> YOUR OBJECTIVE: In the entries below, find the line with "configured signer threshold" and the line with "function getExecuteCallSignedMessage(address to, uint256"; give again those lines and every line between them, exactly.

> STORED DATA:
>>>
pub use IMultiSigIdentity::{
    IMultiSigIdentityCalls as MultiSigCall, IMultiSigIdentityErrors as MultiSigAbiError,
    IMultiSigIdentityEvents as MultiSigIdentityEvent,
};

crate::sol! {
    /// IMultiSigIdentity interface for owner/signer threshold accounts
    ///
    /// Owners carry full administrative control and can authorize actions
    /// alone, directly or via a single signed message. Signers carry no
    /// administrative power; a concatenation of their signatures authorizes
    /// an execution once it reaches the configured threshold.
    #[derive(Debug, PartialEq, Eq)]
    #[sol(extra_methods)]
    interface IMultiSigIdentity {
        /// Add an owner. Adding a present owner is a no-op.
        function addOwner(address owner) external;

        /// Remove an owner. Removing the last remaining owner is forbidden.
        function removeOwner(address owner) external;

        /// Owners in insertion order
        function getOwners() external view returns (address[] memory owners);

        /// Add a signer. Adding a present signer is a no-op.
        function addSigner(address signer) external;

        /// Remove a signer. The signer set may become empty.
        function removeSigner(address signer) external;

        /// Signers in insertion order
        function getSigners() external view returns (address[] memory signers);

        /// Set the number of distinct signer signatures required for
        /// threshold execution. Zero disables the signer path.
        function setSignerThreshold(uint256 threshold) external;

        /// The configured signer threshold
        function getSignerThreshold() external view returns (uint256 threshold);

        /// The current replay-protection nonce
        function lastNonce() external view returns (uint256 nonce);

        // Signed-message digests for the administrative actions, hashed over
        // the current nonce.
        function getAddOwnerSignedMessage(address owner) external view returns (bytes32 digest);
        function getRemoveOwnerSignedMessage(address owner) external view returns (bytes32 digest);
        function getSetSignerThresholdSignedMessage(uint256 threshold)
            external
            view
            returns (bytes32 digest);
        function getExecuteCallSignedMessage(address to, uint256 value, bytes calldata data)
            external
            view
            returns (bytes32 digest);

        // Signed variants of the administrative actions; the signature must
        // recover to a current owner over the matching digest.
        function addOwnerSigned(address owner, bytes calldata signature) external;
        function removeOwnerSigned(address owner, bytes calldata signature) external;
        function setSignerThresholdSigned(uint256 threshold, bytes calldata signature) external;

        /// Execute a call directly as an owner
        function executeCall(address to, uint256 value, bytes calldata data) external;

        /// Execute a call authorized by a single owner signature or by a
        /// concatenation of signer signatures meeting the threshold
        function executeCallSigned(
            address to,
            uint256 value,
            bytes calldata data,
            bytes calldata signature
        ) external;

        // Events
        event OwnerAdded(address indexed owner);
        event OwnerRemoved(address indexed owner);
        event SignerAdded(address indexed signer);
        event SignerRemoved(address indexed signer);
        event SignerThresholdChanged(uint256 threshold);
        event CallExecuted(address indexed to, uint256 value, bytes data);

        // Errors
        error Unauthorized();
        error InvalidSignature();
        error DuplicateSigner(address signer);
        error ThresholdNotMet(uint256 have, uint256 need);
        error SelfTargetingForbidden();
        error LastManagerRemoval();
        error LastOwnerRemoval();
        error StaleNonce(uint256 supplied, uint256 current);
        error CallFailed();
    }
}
<<<
>>>
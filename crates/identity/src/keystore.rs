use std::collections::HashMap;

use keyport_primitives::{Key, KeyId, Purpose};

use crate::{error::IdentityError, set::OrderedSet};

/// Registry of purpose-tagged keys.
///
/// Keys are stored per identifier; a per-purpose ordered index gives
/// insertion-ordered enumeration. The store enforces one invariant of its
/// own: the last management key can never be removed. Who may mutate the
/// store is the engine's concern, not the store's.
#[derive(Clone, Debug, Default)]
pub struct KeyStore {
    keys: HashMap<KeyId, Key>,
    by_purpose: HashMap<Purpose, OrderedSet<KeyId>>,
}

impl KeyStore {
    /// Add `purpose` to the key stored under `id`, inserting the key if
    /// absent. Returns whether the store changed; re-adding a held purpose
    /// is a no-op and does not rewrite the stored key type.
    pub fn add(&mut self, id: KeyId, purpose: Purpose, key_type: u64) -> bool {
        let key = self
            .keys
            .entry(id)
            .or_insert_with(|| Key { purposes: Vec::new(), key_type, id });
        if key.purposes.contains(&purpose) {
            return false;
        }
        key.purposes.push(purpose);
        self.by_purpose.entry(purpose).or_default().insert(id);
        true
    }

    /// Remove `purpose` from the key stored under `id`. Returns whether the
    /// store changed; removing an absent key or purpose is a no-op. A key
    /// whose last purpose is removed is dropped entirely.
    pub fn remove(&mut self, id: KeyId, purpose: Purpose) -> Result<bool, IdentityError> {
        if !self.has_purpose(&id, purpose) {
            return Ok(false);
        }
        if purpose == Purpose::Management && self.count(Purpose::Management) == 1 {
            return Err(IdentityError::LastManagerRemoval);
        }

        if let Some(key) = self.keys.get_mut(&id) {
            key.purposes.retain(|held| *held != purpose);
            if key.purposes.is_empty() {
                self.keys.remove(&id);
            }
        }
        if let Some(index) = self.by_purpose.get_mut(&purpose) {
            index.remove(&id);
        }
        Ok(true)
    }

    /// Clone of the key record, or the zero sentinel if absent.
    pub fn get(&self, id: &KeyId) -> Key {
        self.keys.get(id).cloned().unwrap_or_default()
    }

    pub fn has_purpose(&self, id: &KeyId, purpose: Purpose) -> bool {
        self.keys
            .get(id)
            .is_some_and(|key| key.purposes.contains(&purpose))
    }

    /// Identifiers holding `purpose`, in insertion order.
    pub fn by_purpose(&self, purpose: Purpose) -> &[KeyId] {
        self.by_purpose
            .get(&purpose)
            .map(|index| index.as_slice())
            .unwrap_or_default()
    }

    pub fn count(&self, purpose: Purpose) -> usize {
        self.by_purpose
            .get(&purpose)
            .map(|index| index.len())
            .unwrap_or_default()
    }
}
<<<
> YOUR SOLUTION:
        /// The configured signer threshold
        function getSignerThreshold() external view returns (uint256 threshold);

        /// The current replay-protection nonce
        function lastNonce() external view returns (uint256 nonce);

        // Signed-message digests for the administrative actions, hashed over
        // the current nonce.
        function getAddOwnerSignedMessage(address owner) external view returns (bytes32 digest);
        function getRemoveOwnerSignedMessage(address owner) external view returns (bytes32 digest);
        function getSetSignerThresholdSignedMessage(uint256 threshold)
            external
            view
            returns (bytes32 digest);
        function getExecuteCallSignedMessage(address to, uint256 value, bytes calldata data)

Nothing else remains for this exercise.